▶ **EXERCISE BRIEF**
Filter these entries, keeping only lines that hold the word "DeleteRelation".

Stored items
□ □ □ □ □

//! The action vocabulary.
//!
//! Actions deserialize from JSON tagged by `action`:
//!
//! ```json
//! {"action": "add_field", "field": {"title": "Profit", "formula": "[Sales] - [Cost]"}}
//! {"action": "delete_source", "id": "s1", "managed_by": "user"}
//! ```
//!
//! Payloads are partial: on update only the keys present are applied.

use serde::{Deserialize, Serialize};

use super::error::{ValidationFatal, ValidationResult};
use crate::model::{
    AggregationFunction, BinaryCondition, CalcMode, CalcSpec, DatasetSettingName,
    DefaultWhereClause, Field, JoinType, ManagedBy, SourceParameters, UserDataType,
    ValueConstraint,
};

// ============================================================================
// Payloads
// ============================================================================

/// Field attributes carried by add and update actions.
#[derive(Debug, Clone, Default, PartialEq, Serialize, Deserialize)]
#[serde(default)]
pub struct FieldPayload {
    pub id: Option<String>,
    pub title: Option<String>,
    pub description: Option<String>,
    pub hidden: Option<bool>,
    pub calc_mode: Option<CalcMode>,
    /// Column name of a direct field.
    pub source: Option<String>,
    pub avatar_id: Option<String>,
    pub formula: Option<String>,
    pub guid_formula: Option<String>,
    pub default_value: Option<serde_json::Value>,
    pub value_constraint: Option<ValueConstraint>,
    pub cast: Option<UserDataType>,
    pub aggregation: Option<AggregationFunction>,
}

impl FieldPayload {
    fn effective_calc_mode(&self, current: Option<CalcMode>) -> CalcMode {
        if let Some(mode) = self.calc_mode {
            return mode;
        }
        if self.formula.is_some() || self.guid_formula.is_some() {
            CalcMode::Formula
        } else if self.default_value.is_some() {
            CalcMode::Parameter
        } else if self.source.is_some() {
            CalcMode::Direct
        } else {
            current.unwrap_or(CalcMode::Direct)
        }
    }

    /// Calc spec built from the payload on top of `base`.
    fn calc_spec(&self, base: Option<&CalcSpec>) -> ValidationResult<CalcSpec> {
        let mode = self.effective_calc_mode(base.map(CalcSpec::mode));
        let spec = match mode {
            CalcMode::Direct => {
                let (source, avatar_id) = match base {
                    Some(CalcSpec::Direct { source, avatar_id }) => {
                        (Some(source.clone()), avatar_id.clone())
                    }
                    _ => (None, None),
                };
                let source = self.source.clone().or(source).ok_or_else(|| {
                    ValidationFatal::invalid("direct field requires a source column")
                })?;
                CalcSpec::Direct {
                    source,
                    avatar_id: self.avatar_id.clone().or(avatar_id),
                }
            }
            CalcMode::Formula => {
                let (formula, guid_formula) = match base {
                    Some(CalcSpec::Formula {
                        formula,
                        guid_formula,
                    }) => (formula.clone(), guid_formula.clone()),
                    _ => (String::new(), String::new()),
                };
                // The text supplied now wins; the other one is regenerated.
                match (&self.formula, &self.guid_formula) {
                    (Some(formula), _) => CalcSpec::Formula {
                        formula: formula.clone(),
                        guid_formula: String::new(),
                    },
                    (None, Some(guid_formula)) => CalcSpec::Formula {
                        formula: String::new(),
                        guid_formula: guid_formula.clone(),
                    },
                    (None, None) => CalcSpec::Formula {
                        formula,
                        guid_formula,
                    },
                }
            }
            CalcMode::Parameter => {
                let (default_value, value_constraint) = match base {
                    Some(CalcSpec::Parameter {
                        default_value,
                        value_constraint,
                    }) => (Some(default_value.clone()), value_constraint.clone()),
                    _ => (None, ValueConstraint::default()),
                };
                let default_value = self.default_value.clone().or(default_value).ok_or_else(
                    || ValidationFatal::invalid("parameter field requires a default value"),
                )?;
                CalcSpec::Parameter {
                    default_value,
                    value_constraint: self.value_constraint.clone().unwrap_or(value_constraint),
                }
            }
        };
        Ok(spec)
    }

    /// Build a new field with add defaults.
    pub fn to_new_field(&self, id: &str, managed_by: ManagedBy) -> ValidationResult<Field> {
        let title = self
            .title
            .clone()
            .ok_or_else(|| ValidationFatal::invalid(format!("field '{}' requires a title", id)))?;
        let mut field = Field::new(id, title, self.calc_spec(None)?);
        field.description = self.description.clone().unwrap_or_default();
        field.hidden = self.hidden.unwrap_or(false);
        field.cast = self.cast;
        field.aggregation = self.aggregation.unwrap_or_default();
        field.managed_by = managed_by;
        Ok(field)
    }

    /// Apply the keys present in the payload to a copy of `base`.
    pub fn apply_to(&self, base: &Field) -> ValidationResult<Field> {
        let mut field = base.clone();
        if let Some(title) = &self.title {
            field.title = title.clone();
        }
        if let Some(description) = &self.description {
            field.description = description.clone();
        }
        if let Some(hidden) = self.hidden {
            field.hidden = hidden;
        }
        if let Some(cast) = self.cast {
            field.cast = Some(cast);
        }
        if let Some(aggregation) = self.aggregation {
            field.aggregation = aggregation;
        }
        let touches_calc = self.calc_mode.is_some()
            || self.source.is_some()
            || self.avatar_id.is_some()
            || self.formula.is_some()
            || self.guid_formula.is_some()
            || self.default_value.is_some()
            || self.value_constraint.is_some();
        if touches_calc {
            field.calc_spec = self.calc_spec(Some(&base.calc_spec))?;
        }
        Ok(field)
    }
}

/// Overrides accepted when cloning a field.
#[derive(Debug, Clone, Default, PartialEq, Serialize, Deserialize)]
#[serde(default)]
pub struct CloneFieldPayload {
    pub id: Option<String>,
    pub title: Option<String>,
    pub cast: Option<UserDataType>,
    pub aggregation: Option<AggregationFunction>,
}

#[derive(Debug, Clone, Default, PartialEq, Serialize, Deserialize)]
#[serde(default)]
pub struct SourcePayload {
    pub id: Option<String>,
    pub title: Option<String>,
    pub connection_id: Option<String>,
    pub source_type: Option<String>,
    pub parameters: Option<SourceParameters>,
}

#[derive(Debug, Clone, Default, PartialEq, Eq, Serialize, Deserialize)]
#[serde(default)]
pub struct AvatarPayload {
    pub id: Option<String>,
    pub source_id: Option<String>,
    pub title: Option<String>,
}

#[derive(Debug, Clone, Default, PartialEq, Eq, Serialize, Deserialize)]
#[serde(default)]
pub struct RelationPayload {
    pub id: Option<String>,
    pub left_avatar_id: Option<String>,
    pub right_avatar_id: Option<String>,
    pub conditions: Option<Vec<BinaryCondition>>,
    pub join_type: Option<JoinType>,
    pub required: Option<bool>,
}

#[derive(Debug, Clone, Default, PartialEq, Eq, Serialize, Deserialize)]
#[serde(default)]
pub struct ObligatoryFilterPayload {
    pub id: Option<String>,
    pub field_id: Option<String>,
    pub default_filters: Option<Vec<DefaultWhereClause>>,
}

#[derive(Debug, Clone, PartialEq, Eq, Serialize, Deserialize)]
pub struct ConnectionReplacement {
    /// Connection currently used by the sources.
    pub id: String,
    pub new_id: String,
}

// ============================================================================
// Action
// ============================================================================

#[derive(Debug, Clone, PartialEq, Serialize, Deserialize)]
#[serde(tag = "action", rename_all = "snake_case")]
pub enum Action {
    AddField {
        field: FieldPayload,
        #[serde(default)]
        order_index: Option<usize>,
        #[serde(default)]
        managed_by: ManagedBy,
    },
    UpdateField {
        field: FieldPayload,
        /// Rename the field's id.
        #[serde(default)]
        new_id: Option<String>,
        #[serde(default)]
        managed_by: ManagedBy,
    },
    DeleteField {
        id: String,
        #[serde(default)]
        managed_by: ManagedBy,
    },
    CloneField {
        from_id: String,
        #[serde(default)]
        field: CloneFieldPayload,
        #[serde(default)]
        order_index: Option<usize>,
        #[serde(default)]
        managed_by: ManagedBy,
    },
    AddSource {
        source: SourcePayload,
        #[serde(default)]
        managed_by: ManagedBy,
    },
    UpdateSource {
        source: SourcePayload,
        #[serde(default)]
        managed_by: ManagedBy,
    },
    DeleteSource {
        id: String,
        #[serde(default)]
        managed_by: ManagedBy,
    },
    RefreshSource {
        id: String,
        #[serde(default)]
        force_update_fields: bool,
        #[serde(default)]
        managed_by: ManagedBy,
    },
    AddAvatar {
        avatar: AvatarPayload,
        #[serde(default)]
        disable_fields_update: bool,
        #[serde(default)]
        managed_by: ManagedBy,
    },
    UpdateAvatar {
        avatar: AvatarPayload,
        #[serde(default)]
        disable_fields_update: bool,
        #[serde(default)]
        managed_by: ManagedBy,
    },
    DeleteAvatar {
        id: String,
        #[serde(default)]
        disable_fields_update: bool,
        #[serde(default)]
        managed_by: ManagedBy,
    },
    AddRelation {
        relation: RelationPayload,
        #[serde(default)]
        managed_by: ManagedBy,
    },
    UpdateRelation {
        relation: RelationPayload,
        #[serde(default)]
        managed_by: ManagedBy,
    },
    DeleteRelation {
        id: String,
        #[serde(default)]
        managed_by: ManagedBy,
    },
    ReplaceConnection {
        connection: ConnectionReplacement,
        #[serde(default)]
        managed_by: ManagedBy,
    },
    AddObligatoryFilter {
        obligatory_filter: ObligatoryFilterPayload,
        #[serde(default)]
        managed_by: ManagedBy,
    },
    UpdateObligatoryFilter {
        obligatory_filter: ObligatoryFilterPayload,
        #[serde(default)]
        managed_by: ManagedBy,
    },
    DeleteObligatoryFilter {
        id: String,
        #[serde(default)]
        managed_by: ManagedBy,
    },
    UpdateSetting {
        name: DatasetSettingName,
        value: bool,
        #[serde(default)]
        managed_by: ManagedBy,
    },
}

impl Action {
    /// Wire name of the action.
    pub fn name(&self) -> &'static str {
        match self {
            Action::AddField { .. } => "add_field",
            Action::UpdateField { .. } => "update_field",
            Action::DeleteField { .. } => "delete_field",
            Action::CloneField { .. } => "clone_field",
            Action::AddSource { .. } => "add_source",
            Action::UpdateSource { .. } => "update_source",
            Action::DeleteSource { .. } => "delete_source",
            Action::RefreshSource { .. } => "refresh_source",
            Action::AddAvatar { .. } => "add_avatar",
            Action::UpdateAvatar { .. } => "update_avatar",
            Action::DeleteAvatar { .. } => "delete_avatar",
            Action::AddRelation { .. } => "add_relation",
            Action::UpdateRelation { .. } => "update_relation",
            Action::DeleteRelation { .. } => "delete_relation",
            Action::ReplaceConnection { .. } => "replace_connection",
            Action::AddObligatoryFilter { .. } => "add_obligatory_filter",
            Action::UpdateObligatoryFilter { .. } => "update_obligatory_filter",
            Action::DeleteObligatoryFilter { .. } => "delete_obligatory_filter",
            Action::UpdateSetting { .. } => "update_setting",
        }
    }

    pub fn managed_by(&self) -> ManagedBy {
        match self {
            Action::AddField { managed_by, .. }
            | Action::UpdateField { managed_by, .. }
            | Action::DeleteField { managed_by, .. }
            | Action::CloneField { managed_by, .. }
            | Action::AddSource { managed_by, .. }
            | Action::UpdateSource { managed_by, .. }
            | Action::DeleteSource { managed_by, .. }
            | Action::RefreshSource { managed_by, .. }
            | Action::AddAvatar { managed_by, .. }
            | Action::UpdateAvatar { managed_by, .. }
            | Action::DeleteAvatar { managed_by, .. }
            | Action::AddRelation { managed_by, .. }
            | Action::UpdateRelation { managed_by, .. }
            | Action::DeleteRelation { managed_by, .. }
            | Action::ReplaceConnection { managed_by, .. }
            | Action::AddObligatoryFilter { managed_by, .. }
            | Action::UpdateObligatoryFilter { managed_by, .. }
            | Action::DeleteObligatoryFilter { managed_by, .. }
            | Action::UpdateSetting { managed_by, .. } => *managed_by,
        }
    }

    pub fn is_field_action(&self) -> bool {
        matches!(
            self,
            Action::AddField { .. }
                | Action::UpdateField { .. }
                | Action::DeleteField { .. }
                | Action::CloneField { .. }
        )
    }

    /// Adds a parameter field; such actions run first in a batch.
    pub fn is_parameter_add(&self) -> bool {
        match self {
            Action::AddField { field, .. } => {
                field.effective_calc_mode(None) == CalcMode::Parameter
            }
            _ => false,
        }
    }
}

□ □ □ □ □

▶ **SOLUTION FOR THIS EXERCISE**
    DeleteRelation {
            Action::DeleteRelation { .. } => "delete_relation",
            | Action::DeleteRelation { managed_by, .. }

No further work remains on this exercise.